Biochim Biophys Acta
; 1164(3): 252-60, 1993 Aug 07.
Article
em En
| MEDLINE
| ID: mdl-8102071
ABSTRACT
The literature reported DPP-IV substrate specificity includes oligopeptides with a penultimate Pro, Hyp or Ala residue. Bovine GRF is a substrate for DPP-IV and is rapidly degraded by the enzyme via removal of its N-terminal Tyr-Ala. Incubation of selected GRF analogs from the [X2,Ala15,Leu27]bGRF(1-29)NH2 series with a porcine-kidney-derived DPP-IV in PBS (pH 7.4) resulted in cleavage at the X2-Asp3 bond. The extent of enzymatic hydrolysis varied with X2 as reflected in the following relative cleavage rates Ala2 (100%), Ser2 (4%), Thr2 (2.5%), Val2 (0.53%), Ile2 (0%). These cleavages were sequestered when similar experiments were performed in the presence of the DPP-IV-specific inhibitor N-epsilon-(p-NO2-benzyloxycarbonyl)-Lys-Pro-OH. A side reaction, buffer-induced deamidation of Asn8, contributed less than 5% of the total substrate degradation.
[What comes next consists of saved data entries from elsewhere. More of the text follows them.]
//! Azure AD token acquisition for Azure Database for MySQL
//!
//! With tenant, client id, and client secret all present the client-secret flow
//! is used. Otherwise a default chain is tried in order: workload identity
//! (`AZURE_FEDERATED_TOKEN_FILE`), managed identity (IMDS), Azure CLI.

use crate::config::{AzureConfig, AzureEnvironment};
use crate::{Error, Result};
use reqwest::Client;
use serde::Deserialize;
use std::time::Duration;

const PROVIDER: &str = "azure";

/// Instance metadata token endpoint
const IMDS_TOKEN_ENDPOINT: &str = "http://169.254.169.254/metadata/identity/oauth2/token";

const IMDS_TIMEOUT: Duration = Duration::from_secs(2);

/// OAuth2 token endpoint response
#[derive(Debug, Deserialize)]
#[allow(dead_code)]
struct TokenResponse {
    access_token: String,
    token_type: Option<String>,
    #[serde(default, deserialize_with = "lenient_u64")]
    expires_in: Option<u64>,
}

/// `az account get-access-token` output
#[derive(Debug, Deserialize)]
#[serde(rename_all = "camelCase")]
struct CliTokenResponse {
    access_token: String,
}

#[derive(Debug, Deserialize)]
struct OAuthErrorResponse {
    error: String,
    error_description: Option<String>,
}

/// Azure AD token source
#[derive(Debug, Clone)]
pub struct AzureTokenSource {
    http_client: Client,
    authority_host: String,
    imds_endpoint: String,
    environment: AzureEnvironment,
}

impl AzureTokenSource {
    /// Token source for the given cloud, optionally overriding the authority host
    pub fn new(environment: AzureEnvironment, authority_host: Option<&str>) -> Self {
        let authority_host = authority_host
            .filter(|h| !h.is_empty())
            .unwrap_or_else(|| environment.authority_host())
            .trim_end_matches('/')
            .to_string();
        Self {
            http_client: Client::new(),
            authority_host,
            imds_endpoint: IMDS_TOKEN_ENDPOINT.to_string(),
            environment,
        }
    }

    /// Override the managed identity endpoint
    pub fn with_imds_endpoint(mut self, endpoint: impl Into<String>) -> Self {
        self.imds_endpoint = endpoint.into();
        self
    }

    /// OAuth2 scope for the database audience
    pub fn scope(&self) -> String {
        format!("{}/.default", self.environment.audience())
    }

    fn token_endpoint(&self, tenant: &str) -> String {
        format!("{}/{}/oauth2/v2.0/token", self.authority_host, tenant)
    }

    /// Fetch an access token for the configured credential
    pub async fn fetch(&self, azure: &AzureConfig) -> Result<String> {
        if azure.has_client_secret() {
            tracing::debug!("using Azure AD client secret credential");
            let tenant = azure.tenant_id.as_deref().unwrap_or_default();
            let client_id = azure.client_id.as_deref().unwrap_or_default();
            let secret = azure.client_secret.as_deref().unwrap_or_default();
            return self.client_secret(tenant, client_id, secret).await;
        }
        self.default_chain(azure).await
    }

    /// Client credentials grant
    pub async fn client_secret(&self, tenant: &str, client_id: &str, secret: &str) -> Result<String> {
        let scope = self.scope();
        let params = [
            ("client_id", client_id),
            ("client_secret", secret),
            ("grant_type", "client_credentials"),
            ("scope", scope.as_str()),
        ];
        self.token_request(&self.token_endpoint(tenant), &params).await
    }

    async fn default_chain(&self, azure: &AzureConfig) -> Result<String> {
        let mut failures = Vec::new();

        if let Some(token_file) = env_var("AZURE_FEDERATED_TOKEN_FILE") {
            let tenant = azure.tenant_id.clone().or_else(|| env_var("AZURE_TENANT_ID"));
            let client_id = azure.client_id.clone().or_else(|| env_var("AZURE_CLIENT_ID"));
            match (tenant, client_id) {
                (Some(tenant), Some(client_id)) => {
                    match self.workload_identity(&tenant, &client_id, &token_file).await {
                        Ok(token) => return Ok(token),
                        Err(e) => failures.push(format!("workload identity: {}", e)),
                    }
                }
                _ => failures.push("workload identity: tenant or client id missing".to_string()),
            }
        }

        match self.managed_identity(azure.client_id.as_deref()).await {
            Ok(token) => return Ok(token),
            Err(e) => failures.push(format!("managed identity: {}", e)),
        }

        match self.azure_cli(azure.tenant_id.as_deref()).await {
            Ok(token) => return Ok(token),
            Err(e) => failures.push(format!("azure cli: {}", e)),
        }

        Err(Error::auth(
            PROVIDER,
            format!(
                "failed to acquire token from the default credential chain: {}",
                failures.join("; ")
            ),
        ))
    }

    /// Federated token exchange (AKS workload identity)
    pub async fn workload_identity(
        &self,
        tenant: &str,
        client_id: &str,
        token_file: &str,
    ) -> Result<String> {
        let assertion = tokio::fs::read_to_string(token_file).await.map_err(|e| {
            Error::auth(PROVIDER, format!("cannot read federated token {}: {}", token_file, e))
        })?;
        let scope = self.scope();
        let params = [
            ("client_id", client_id),
            ("client_assertion", assertion.trim()),
            (
                "client_assertion_type",
                "urn:ietf:params:oauth:client-assertion-type:jwt-bearer",
            ),
            ("grant_type", "client_credentials"),
            ("scope", scope.as_str()),
        ];
        self.token_request(&self.token_endpoint(tenant), &params).await
    }

    /// Managed identity through the instance metadata service
    pub async fn managed_identity(&self, client_id: Option<&str>) -> Result<String> {
        let mut query = vec![
            ("api-version", "2018-02-01"),
            ("resource", self.environment.audience()),
        ];
        if let Some(client_id) = client_id.filter(|c| !c.is_empty()) {
            query.push(("client_id", client_id));
        }

        let response = self
            .http_client
            .get(&self.imds_endpoint)
            .query(&query)
            .header("Metadata", "true")
            .timeout(IMDS_TIMEOUT)
            .send()
            .await
            .map_err(|e| Error::auth(PROVIDER, format!("IMDS unreachable: {}", e)))?;

        read_token(response).await
    }

    async fn azure_cli(&self, tenant: Option<&str>) -> Result<String> {
        let mut command = tokio::process::Command::new("az");
        command.args([
            "account",
            "get-access-token",
            "--output",
            "json",
            "--resource",
            self.environment.audience(),
        ]);
        if let Some(tenant) = tenant.filter(|t| !t.is_empty()) {
            command.args(["--tenant", tenant]);
        }

        let output = command
            .output()
            .await
            .map_err(|e| Error::auth(PROVIDER, format!("cannot run az: {}", e)))?;
        if !output.status.success() {
            return Err(Error::auth(
                PROVIDER,
                String::from_utf8_lossy(&output.stderr).trim().to_string(),
            ));
        }

        let parsed: CliTokenResponse = serde_json::from_slice(&output.stdout)
            .map_err(|e| Error::auth(PROVIDER, format!("unexpected az output: {}", e)))?;
        Ok(parsed.access_token)
    }

    async fn token_request(&self, url: &str, params: &[(&str, &str)]) -> Result<String> {
        let response = self
            .http_client
            .post(url)
            .form(params)
            .send()
            .await
            .map_err(|e| Error::auth(PROVIDER, format!("token request failed: {}", e)))?;

        read_token(response).await
    }
}

async fn read_token(response: reqwest::Response) -> Result<String> {
    let status = response.status();
    let body = response
        .text()
        .await
        .map_err(|e| Error::auth(PROVIDER, format!("failed to read token response: {}", e)))?;

    if !status.is_success() {
        let detail = match serde_json::from_str::<OAuthErrorResponse>(&body) {
            Ok(err) => match err.error_description {
                Some(description) => format!("{}: {}", err.error, description),
                None => err.error,
            },
            Err(_) => body,
        };
        return Err(Error::auth(
            PROVIDER,
            format!("token endpoint returned {}: {}", status.as_u16(), detail),
        ));
    }

    let token: TokenResponse = serde_json::from_str(&body)
        .map_err(|e| Error::auth(PROVIDER, format!("malformed token response: {}", e)))?;
    if token.access_token.is_empty() {
        return Err(Error::auth(PROVIDER, "token response has an empty access_token"));
    }
    Ok(token.access_token)
}

fn env_var(key: &str) -> Option<String> {
    std::env::var(key).ok().filter(|v| !v.is_empty())
}

// IMDS reports expires_in as a string, AAD as a number
fn lenient_u64<'de, D>(deserializer: D) -> std::result::Result<Option<u64>, D::Error>
where
    D: serde::Deserializer<'de>,
{
    #[derive(Deserialize)]
    #[serde(untagged)]
    enum NumOrString {
        Num(u64),
        Str(String),
    }
    Ok(match Option::<NumOrString>::deserialize(deserializer)? {
        Some(NumOrString::Num(n)) => Some(n),
        Some(NumOrString::Str(s)) => s.parse().ok(),
        None => None,
    })
}

#[cfg(test)]
mod tests {
    use super::*;
    use wiremock::matchers::{body_string_contains, header, method, path, query_param};
    use wiremock::{Mock, MockServer, ResponseTemplate};

    #[tokio::test]
    async fn test_client_secret_flow() {
        let server = MockServer::start().await;
        Mock::given(method("POST"))
            .and(path("/tenant-1/oauth2/v2.0/token"))
            .and(body_string_contains("grant_type=client_credentials"))
            .and(body_string_contains(
                "scope=https%3A%2F%2Fossrdbms-aad.database.windows.net%2F.default",
            ))
            .respond_with(ResponseTemplate::new(200).set_body_json(serde_json::json!({
                "access_token": "aad-token",
                "token_type": "Bearer",
                "expires_in": 3599
            })))
            .expect(1)
            .mount(&server)
            .await;

        let source = AzureTokenSource::new(AzureEnvironment::Public, Some(&server.uri()));
        let token = source
            .fetch(&AzureConfig {
                tenant_id: Some("tenant-1".into()),
                client_id: Some("app".into()),
                client_secret: Some("secret".into()),
                environment: None,
            })
            .await
            .unwrap();
        assert_eq!(token, "aad-token");
    }

    #[tokio::test]
    async fn test_token_error_is_auth_error() {
        let server = MockServer::start().await;
        Mock::given(method("POST"))
            .respond_with(ResponseTemplate::new(401).set_body_json(serde_json::json!({
                "error": "invalid_client",
                "error_description": "AADSTS7000215: Invalid client secret provided."
            })))
            .mount(&server)
            .await;

        let source = AzureTokenSource::new(AzureEnvironment::China, Some(&server.uri()));
        let err = source.client_secret("t", "c", "bad").await.unwrap_err();
        assert!(matches!(err, Error::Auth { provider: "azure", .. }));
        assert!(err.to_string().contains("AADSTS7000215"));
    }

    #[tokio::test]
    async fn test_managed_identity() {
        let server = MockServer::start().await;
        Mock::given(method("GET"))
            .and(path("/metadata/identity/oauth2/token"))
            .and(header("Metadata", "true"))
            .and(query_param(
                "resource",
                "https://ossrdbms-aad.database.usgovcloudapi.net",
            ))
            .respond_with(ResponseTemplate::new(200).set_body_json(serde_json::json!({
                "access_token": "imds-token",
                "expires_in": "86399",
                "token_type": "Bearer"
            })))
            .mount(&server)
            .await;

        let source = AzureTokenSource::new(AzureEnvironment::UsGovernment, None)
            .with_imds_endpoint(format!("{}/metadata/identity/oauth2/token", server.uri()));
        let token = source.managed_identity(None).await.unwrap();
        assert_eq!(token, "imds-token");
    }

    #[tokio::test]
    async fn test_workload_identity() {
        let server = MockServer::start().await;
        Mock::given(method("POST"))
            .and(path("/tenant-2/oauth2/v2.0/token"))
            .and(body_string_contains("client_assertion=federated-jwt"))
            .respond_with(ResponseTemplate::new(200).set_body_json(serde_json::json!({
                "access_token": "wi-token"
            })))
            .mount(&server)
            .await;

        let dir = tempfile::tempdir().unwrap();
        let token_file = dir.path().join("token");
        std::fs::write(&token_file, "federated-jwt\n").unwrap();

        let source = AzureTokenSource::new(AzureEnvironment::Public, Some(&server.uri()));
        let token = source
            .workload_identity("tenant-2", "app", token_file.to_str().unwrap())
            .await
            .unwrap();
        assert_eq!(token, "wi-token");
    }

    #[test]
    fn test_scope_per_environment() {
        assert_eq!(
            AzureTokenSource::new(AzureEnvironment::German, None).scope(),
            "https://ossrdbms-aad.database.chinacloudapi.de/.default"
        );
        assert_eq!(
            AzureTokenSource::new(AzureEnvironment::Public, None).token_endpoint("t"),
            "https://login.microsoftonline.com/t/oauth2/v2.0/token"
        );
    }
}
Although our finding qualitatively extends the DPP-IV substrate specificity to also include N-terminal X-Ser, X-Thr and X-Val sequences, quantitatively, relatively fast cleavages of the GRFs with Ala2 make the latter preferred substrates for DPP-IV. The data presented here indicates that the observed GRF(3-29) fragment formation upon incubation of Ser2- and Thr2-substituted bGRF analogs in bovine plasma could have been DPP-IV-related.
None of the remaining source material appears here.